Activity.
Once you find the line containing "#[cfg(test)]" in the data below, copy it and each following line exactly, up to and including the line containing "assert_eq!(&frame[15..18], &[0, 0, 0]);", and nothing else.

[Saved data entries]
★ ★ ★

//! Built-in IEC 60870-5-104 wire implementation.
//!
//! This is the minimal monitoring subset: STARTDT-act on connect, then a
//! periodic broadcast of one ASDU frame per mapping. Single-point mappings
//! go out as type 1 with a one-byte value; every measured type goes out as
//! the minimal measured frame (type 9) carrying an IEEE-754 short float.
//! Select/execute, general interrogation and k/w flow control are not
//! implemented and not advertised.

use std::io::{self, Write};
use std::net::{TcpListener, TcpStream};
use std::sync::atomic::{AtomicBool, Ordering};
use std::sync::Arc;
use std::thread;
use std::time::{Duration, Instant};

use byteorder::{LittleEndian, WriteBytesExt};

use crate::mapping::iec104::{AsduType, Iec104Attrs};
use crate::mapping::Iec104Mapping;
use crate::store::DataStore;
use crate::value::TagValue;

/// "Start data transfer, activate" control frame, sent once per connection.
pub const STARTDT_ACT: [u8; 6] = [0x68, 0x04, 0x07, 0x00, 0x00, 0x00];

const FRAME_START: u8 = 0x68;
const TYPE_SINGLE_POINT: u8 = 0x01;
const TYPE_MEASURED_FLOAT: u8 = 0x09;
const BROADCAST_PERIOD: Duration = Duration::from_secs(2);

/// Build one ASDU frame for a mapping and its current value.
pub fn build_frame(attrs: &Iec104Attrs, value: &TagValue) -> Vec<u8> {
    let (type_id, payload): (u8, Vec<u8>) = match attrs.type_id {
        AsduType::MSpNa1 => (TYPE_SINGLE_POINT, vec![u8::from(value.is_truthy())]),
        _ => {
            let mut payload = Vec::with_capacity(4);
            payload
                .write_f32::<LittleEndian>(value.as_f64().unwrap_or(0.0) as f32)
                .unwrap();
            (TYPE_MEASURED_FLOAT, payload)
        }
    };

    let mut asdu = Vec::with_capacity(12 + payload.len());
    asdu.push(type_id);
    asdu.push(0x01); // variable structure qualifier: one object
    asdu.push(attrs.cause.wire_code());
    asdu.push(0x00); // originator address
    asdu.write_u16::<LittleEndian>(attrs.common_address).unwrap();
    asdu.write_u24::<LittleEndian>(attrs.ioa & 0x00FF_FFFF).unwrap();
    asdu.extend_from_slice(&payload);
    asdu.extend_from_slice(&[0, 0, 0]); // timestamp placeholder

    let mut frame = Vec::with_capacity(2 + asdu.len());
    frame.push(FRAME_START);
    frame.push(asdu.len() as u8);
    frame.extend_from_slice(&asdu);
    frame
}

fn broadcast(
    clients: &mut Vec<TcpStream>,
    store: &DataStore,
    mapping: &Iec104Mapping,
) {
    let entries = mapping.all();
    if entries.is_empty() || clients.is_empty() {
        return;
    }

    let mut frames = Vec::with_capacity(entries.len());
    for entry in entries.values() {
        let value = store.read(entry.key.as_str());
        frames.push(build_frame(&entry.attrs, &value));
    }

    clients.retain_mut(|client| {
        for frame in &frames {
            if let Err(e) = client.write_all(frame) {
                log::debug!("iec104 send error, dropping client: {e}");
                return false;
            }
        }
        true
    });
}

/// Server entry point; runs until the stop flag is raised.
pub fn run(
    listener: TcpListener,
    store: Arc<DataStore>,
    mapping: Arc<Iec104Mapping>,
    stop: Arc<AtomicBool>,
) {
    if let Err(e) = listener.set_nonblocking(true) {
        log::error!("iec104: could not configure listener: {e}");
    }

    let mut clients: Vec<TcpStream> = Vec::new();
    let mut last_broadcast = Instant::now() - BROADCAST_PERIOD;

    while !stop.load(Ordering::SeqCst) {
        match listener.accept() {
            Ok((mut stream, addr)) => {
                log::info!("iec104 client connected from {addr}");
                let _ = stream.set_nodelay(true);
                match stream.write_all(&STARTDT_ACT) {
                    Ok(()) => clients.push(stream),
                    Err(e) => log::debug!("iec104 could not greet {addr}: {e}"),
                }
            }
            Err(e) if e.kind() == io::ErrorKind::WouldBlock => {}
            Err(e) => {
                log::debug!("iec104 accept error: {e}");
            }
        }

        if last_broadcast.elapsed() >= BROADCAST_PERIOD {
            broadcast(&mut clients, &store, &mapping);
            last_broadcast = Instant::now();
        }

        thread::sleep(Duration::from_millis(100));
    }

    // Close everything on the way out.
    drop(clients);
    drop(listener);
    log::info!("IEC 60870-5-104 server stopped");
}

#[cfg(test)]
mod tests {
    use super::*;
    use crate::mapping::iec104::Cause;

    #[test]
    fn measured_frame_matches_the_wire_vector() {
        // Mapping at IOA 5000 with value 1.0.
        let attrs = Iec104Attrs::new(5000, AsduType::MMeNf1);
        let frame = build_frame(&attrs, &TagValue::Float(1.0));

        assert_eq!(frame[0], 0x68);
        assert_eq!(frame[1] as usize, frame.len() - 2);
        // type 09, one object, cause 03 (spontaneous), originator 0
        assert_eq!(&frame[2..6], &[0x09, 0x01, 0x03, 0x00]);
        // ASDU address 1, little-endian
        assert_eq!(&frame[6..8], &[0x01, 0x00]);
        // IOA 5000 as 24-bit little-endian
        assert_eq!(&frame[8..11], &[0x88, 0x13, 0x00]);
        // IEEE-754 short float 1.0
        assert_eq!(&frame[11..15], &[0x00, 0x00, 0x80, 0x3F]);
        // timestamp placeholder
        assert_eq!(&frame[15..18], &[0, 0, 0]);
        assert_eq!(frame.len(), 18);
    }

    #[test]
    fn single_point_frame_is_one_byte_of_state() {
        let mut attrs = Iec104Attrs::new(3000, AsduType::MSpNa1);
        attrs.cause = Cause::Spontaneous;
        let frame = build_frame(&attrs, &TagValue::Bool(true));
        assert_eq!(frame[2], 0x01);
        assert_eq!(frame[11], 1);

        let frame = build_frame(&attrs, &TagValue::Bool(false));
        assert_eq!(frame[11], 0);
    }

    #[test]
    fn periodic_cause_is_encoded() {
        let mut attrs = Iec104Attrs::new(1000, AsduType::MMeNc1);
        attrs.cause = Cause::Periodic;
        let frame = build_frame(&attrs, &TagValue::Float(0.0));
        assert_eq!(frame[4], 0x01);
    }

    #[test]
    fn startdt_act_bytes() {
        assert_eq!(STARTDT_ACT, [0x68, 0x04, 0x07, 0x00, 0x00, 0x00]);
    }
}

★ ★ ★

Result of the task.
#[cfg(test)]
mod tests {
    use super::*;
    use crate::mapping::iec104::Cause;

    #[test]
    fn measured_frame_matches_the_wire_vector() {
        // Mapping at IOA 5000 with value 1.0.
        let attrs = Iec104Attrs::new(5000, AsduType::MMeNf1);
        let frame = build_frame(&attrs, &TagValue::Float(1.0));

        assert_eq!(frame[0], 0x68);
        assert_eq!(frame[1] as usize, frame.len() - 2);
        // type 09, one object, cause 03 (spontaneous), originator 0
        assert_eq!(&frame[2..6], &[0x09, 0x01, 0x03, 0x00]);
        // ASDU address 1, little-endian
        assert_eq!(&frame[6..8], &[0x01, 0x00]);
        // IOA 5000 as 24-bit little-endian
        assert_eq!(&frame[8..11], &[0x88, 0x13, 0x00]);
        // IEEE-754 short float 1.0
        assert_eq!(&frame[11..15], &[0x00, 0x00, 0x80, 0x3F]);
        // timestamp placeholder
        assert_eq!(&frame[15..18], &[0, 0, 0]);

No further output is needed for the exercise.